Segment Open

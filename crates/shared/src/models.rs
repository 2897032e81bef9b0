//! Data carried over the Pulse realtime socket.

use std::fmt;

use serde::de::DeserializeOwned;
use serde::{Deserialize, Serialize};

use crate::error::ProtocolError;

// --- Connection ---

/// Lifecycle of the underlying socket as reported by the transport.
#[derive(Debug, Default, Clone, Copy, PartialEq, Eq, Hash, Serialize, Deserialize)]
#[serde(rename_all = "SCREAMING_SNAKE_CASE")]
pub enum ConnectionStatus {
    Connecting,
    Open,
    Closing,
    #[default]
    Closed,
}

impl ConnectionStatus {
    pub fn is_open(&self) -> bool {
        matches!(self, ConnectionStatus::Open)
    }

    /// `open()` has nothing to do in these states.
    pub fn is_active(&self) -> bool {
        matches!(self, ConnectionStatus::Open | ConnectionStatus::Connecting)
    }

    /// `close()` has nothing to do in these states.
    pub fn is_shutting_down(&self) -> bool {
        matches!(self, ConnectionStatus::Closing | ConnectionStatus::Closed)
    }
}

impl fmt::Display for ConnectionStatus {
    fn fmt(&self, f: &mut fmt::Formatter<'_>) -> fmt::Result {
        let s = match self {
            ConnectionStatus::Connecting => "CONNECTING",
            ConnectionStatus::Open => "OPEN",
            ConnectionStatus::Closing => "CLOSING",
            ConnectionStatus::Closed => "CLOSED",
        };
        f.write_str(s)
    }
}

// --- Envelopes ---

/// A typed unit of application traffic: `{ "type": ..., "payload": ... }`.
///
/// `type` is either one of the protocol vocabulary strings in
/// [`crate::protocol`] or an application-defined name.
#[derive(Debug, Clone, PartialEq, Serialize, Deserialize)]
pub struct Envelope {
    #[serde(rename = "type")]
    pub message_type: String,
    #[serde(default)]
    pub payload: serde_json::Value,
}

impl Envelope {
    pub fn new(message_type: impl Into<String>, payload: serde_json::Value) -> Self {
        Self {
            message_type: message_type.into(),
            payload,
        }
    }

    /// Decode the payload into a concrete type.
    pub fn payload_as<T: DeserializeOwned>(&self) -> Result<T, ProtocolError> {
        serde_json::from_value(self.payload.clone()).map_err(|source| ProtocolError::Payload {
            message_type: self.message_type.clone(),
            source,
        })
    }
}

/// Control frames the client writes. Serialized flat, e.g.
/// `{"type":"subscribe","topic":"project:1"}`.
#[derive(Debug, Clone, PartialEq, Eq, Serialize, Deserialize)]
#[serde(tag = "type", rename_all = "snake_case")]
pub enum ClientFrame {
    Auth { token: String },
    Subscribe { topic: String },
    Unsubscribe { topic: String },
}

impl ClientFrame {
    pub fn auth(token: impl Into<String>) -> Self {
        ClientFrame::Auth {
            token: token.into(),
        }
    }

    pub fn subscribe(topic: impl Into<String>) -> Self {
        ClientFrame::Subscribe {
            topic: topic.into(),
        }
    }

    pub fn unsubscribe(topic: impl Into<String>) -> Self {
        ClientFrame::Unsubscribe {
            topic: topic.into(),
        }
    }
}

/// Server payload of an `error` envelope.
#[derive(Debug, Clone, PartialEq, Eq, Serialize, Deserialize)]
pub struct ErrorPayload {
    #[serde(default)]
    pub message: Option<String>,
}

/// Server payload of a `subscribed` / `unsubscribed` envelope.
#[derive(Debug, Clone, PartialEq, Eq, Serialize, Deserialize)]
pub struct TopicPayload {
    pub topic: String,
}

Segment Closed

## Problem requirements:
The required output is all of the material, word for word.

## Solution to this problem:
filename crates/shared/src/models.rs
repository 2897032e81bef9b0
//! Data carried over the Pulse realtime socket.

use std::fmt;

use serde::de::DeserializeOwned;
use serde::{Deserialize, Serialize};

use crate::error::ProtocolError;

// --- Connection ---

/// Lifecycle of the underlying socket as reported by the transport.
#[derive(Debug, Default, Clone, Copy, PartialEq, Eq, Hash, Serialize, Deserialize)]
#[serde(rename_all = "SCREAMING_SNAKE_CASE")]
pub enum ConnectionStatus {
    Connecting,
    Open,
    Closing,
    #[default]
    Closed,
}

impl ConnectionStatus {
    pub fn is_open(&self) -> bool {
        matches!(self, ConnectionStatus::Open)
    }

    /// `open()` has nothing to do in these states.
    pub fn is_active(&self) -> bool {
        matches!(self, ConnectionStatus::Open | ConnectionStatus::Connecting)
    }

    /// `close()` has nothing to do in these states.
    pub fn is_shutting_down(&self) -> bool {
        matches!(self, ConnectionStatus::Closing | ConnectionStatus::Closed)
    }
}

impl fmt::Display for ConnectionStatus {
    fn fmt(&self, f: &mut fmt::Formatter<'_>) -> fmt::Result {
        let s = match self {
            ConnectionStatus::Connecting => "CONNECTING",
            ConnectionStatus::Open => "OPEN",
            ConnectionStatus::Closing => "CLOSING",
            ConnectionStatus::Closed => "CLOSED",
        };
        f.write_str(s)
    }
}

// --- Envelopes ---

/// A typed unit of application traffic: `{ "type": ..., "payload": ... }`.
///
/// `type` is either one of the protocol vocabulary strings in
/// [`crate::protocol`] or an application-defined name.
#[derive(Debug, Clone, PartialEq, Serialize, Deserialize)]
pub struct Envelope {
    #[serde(rename = "type")]
    pub message_type: String,
    #[serde(default)]
    pub payload: serde_json::Value,
}

impl Envelope {
    pub fn new(message_type: impl Into<String>, payload: serde_json::Value) -> Self {
        Self {
            message_type: message_type.into(),
            payload,
        }
    }

    /// Decode the payload into a concrete type.
    pub fn payload_as<T: DeserializeOwned>(&self) -> Result<T, ProtocolError> {
        serde_json::from_value(self.payload.clone()).map_err(|source| ProtocolError::Payload {
            message_type: self.message_type.clone(),
            source,
        })
    }
}

/// Control frames the client writes. Serialized flat, e.g.
/// `{"type":"subscribe","topic":"project:1"}`.
#[derive(Debug, Clone, PartialEq, Eq, Serialize, Deserialize)]
#[serde(tag = "type", rename_all = "snake_case")]
pub enum ClientFrame {
    Auth { token: String },
    Subscribe { topic: String },
    Unsubscribe { topic: String },
}

impl ClientFrame {
    pub fn auth(token: impl Into<String>) -> Self {
        ClientFrame::Auth {
            token: token.into(),
        }
    }

    pub fn subscribe(topic: impl Into<String>) -> Self {
        ClientFrame::Subscribe {
            topic: topic.into(),
        }
    }

    pub fn unsubscribe(topic: impl Into<String>) -> Self {
        ClientFrame::Unsubscribe {
            topic: topic.into(),
        }
    }
}

/// Server payload of an `error` envelope.
#[derive(Debug, Clone, PartialEq, Eq, Serialize, Deserialize)]
pub struct ErrorPayload {
    #[serde(default)]
    pub message: Option<String>,
}

/// Server payload of a `subscribed` / `unsubscribed` envelope.
#[derive(Debug, Clone, PartialEq, Eq, Serialize, Deserialize)]
pub struct TopicPayload {
    pub topic: String,
}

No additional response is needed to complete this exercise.